(Stored items from a collection)
####

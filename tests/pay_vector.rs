//! Known-answer tests for the platform transaction envelope

use codechain_core::address::PlatformAddress;
use codechain_core::config::ChainConfig;
use codechain_core::crypto::{EcdsaSignature, PrivateKey};
use codechain_core::primitives::{NetworkId, H160, H256, U64};
use codechain_core::rlp::{Decodable, Encodable};
use codechain_core::transaction::{Pay, SignedTransaction, Transaction, TransactionError};

const SECRET: &str = "4f3edf983ac636a65a842ce7c78d9aa706d3b113bce9c46f30d7d21715b23b1d";

fn pay_to_zero() -> Transaction {
    let receiver = PlatformAddress::from_account_id(NetworkId::TESTNET, H160::zero());
    Transaction::new(NetworkId::TESTNET, Pay::new(receiver, U64::new(11)))
}

#[test]
fn test_pay_encoding_vector() {
    let mut tx = pay_to_zero();
    tx.set_seq(0).unwrap();
    tx.set_fee(U64::zero()).unwrap();

    let mut expected = vec![221, 128, 128, 130, 116, 99, 215, 2, 148];
    expected.extend_from_slice(&[0u8; 20]);
    expected.push(11);

    let bytes = tx.rlp_bytes().unwrap();
    assert_eq!(bytes, expected);
    assert_eq!(
        tx.unsigned_hash().unwrap(),
        H256::from_hex("3b578bebb32cae770ab1094d572a4721b624fc101bb88fbc580eeb2931f65665").unwrap()
    );
}

#[test]
fn test_fixed_key_signature_vector() {
    let secret = PrivateKey::from_hex(SECRET).unwrap();
    let signed = pay_to_zero().sign(&secret, 0, U64::zero()).unwrap();

    // RFC6979 nonces make the signature deterministic
    let expected = EcdsaSignature::from_hex(
        "aef83c8da45ba7010a10d52dd2b9fb04e07d91b979c283046eb359c083609c73\
         53aada7f549a640d5f03fbea78de01da058ddcf6d64de3b1564e8e9def907a3e01",
    )
    .unwrap();
    assert_eq!(signed.signature(), &expected);
    assert_eq!(
        signed.signer_account_id().unwrap(),
        H160::from_hex("3448e47a20a311504f1dd65c37e70dd39da01f3c").unwrap()
    );
    assert_eq!(
        signed.hash(),
        H256::from_hex("51207920d025134d70d759740937ce677b403779afcfba361aa2e0c75db57477").unwrap()
    );

    let bytes = signed.rlp_bytes();
    assert_eq!(&bytes[..2], &[0xf8, 0x60]);
    assert_eq!(bytes.len(), 98);
}

#[test]
fn test_envelope_requires_seq_and_fee() {
    let tx = pay_to_zero();
    assert!(matches!(tx.rlp_bytes(), Err(TransactionError::SeqNotSet)));

    let mut tx = pay_to_zero();
    tx.set_seq(3).unwrap();
    assert!(matches!(tx.rlp_bytes(), Err(TransactionError::FeeNotSet)));
    assert!(matches!(tx.set_seq(4), Err(TransactionError::SeqAlreadySet)));
}

#[test]
fn test_sign_and_recover() {
    let secret = PrivateKey::generate();
    let sender = PlatformAddress::from_public(NetworkId::TESTNET, &secret.public_key());

    let signed = pay_to_zero().sign(&secret, 0, U64::new(100)).unwrap();
    assert!(signed.is_pending());
    assert_eq!(signed.signer_address().unwrap(), sender);

    let decoded = SignedTransaction::decode(&signed.rlp_bytes()).unwrap();
    assert_eq!(decoded.hash(), signed.hash());
    assert_eq!(decoded.signer_public().unwrap(), secret.public_key());

    let json = signed.to_json().unwrap();
    assert_eq!(SignedTransaction::from_json(json).unwrap(), signed);
}

#[test]
fn test_sign_with_config_uses_min_fee() {
    let secret = PrivateKey::generate();
    let config = ChainConfig::default();
    let signed = pay_to_zero().sign_with_config(&secret, 1, &config).unwrap();
    assert_eq!(signed.fee(), config.fees.pay);

    let mainnet = ChainConfig::new(NetworkId::MAINNET);
    assert!(matches!(
        pay_to_zero().sign_with_config(&secret, 1, &mainnet),
        Err(TransactionError::NetworkMismatch { .. })
    ));
}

####

## Try it:
Lines with the word "mainnet" in them should be copied from the preceding records.

## The answer:
    let mainnet = ChainConfig::new(NetworkId::MAINNET);
        pay_to_zero().sign_with_config(&secret, 1, &mainnet),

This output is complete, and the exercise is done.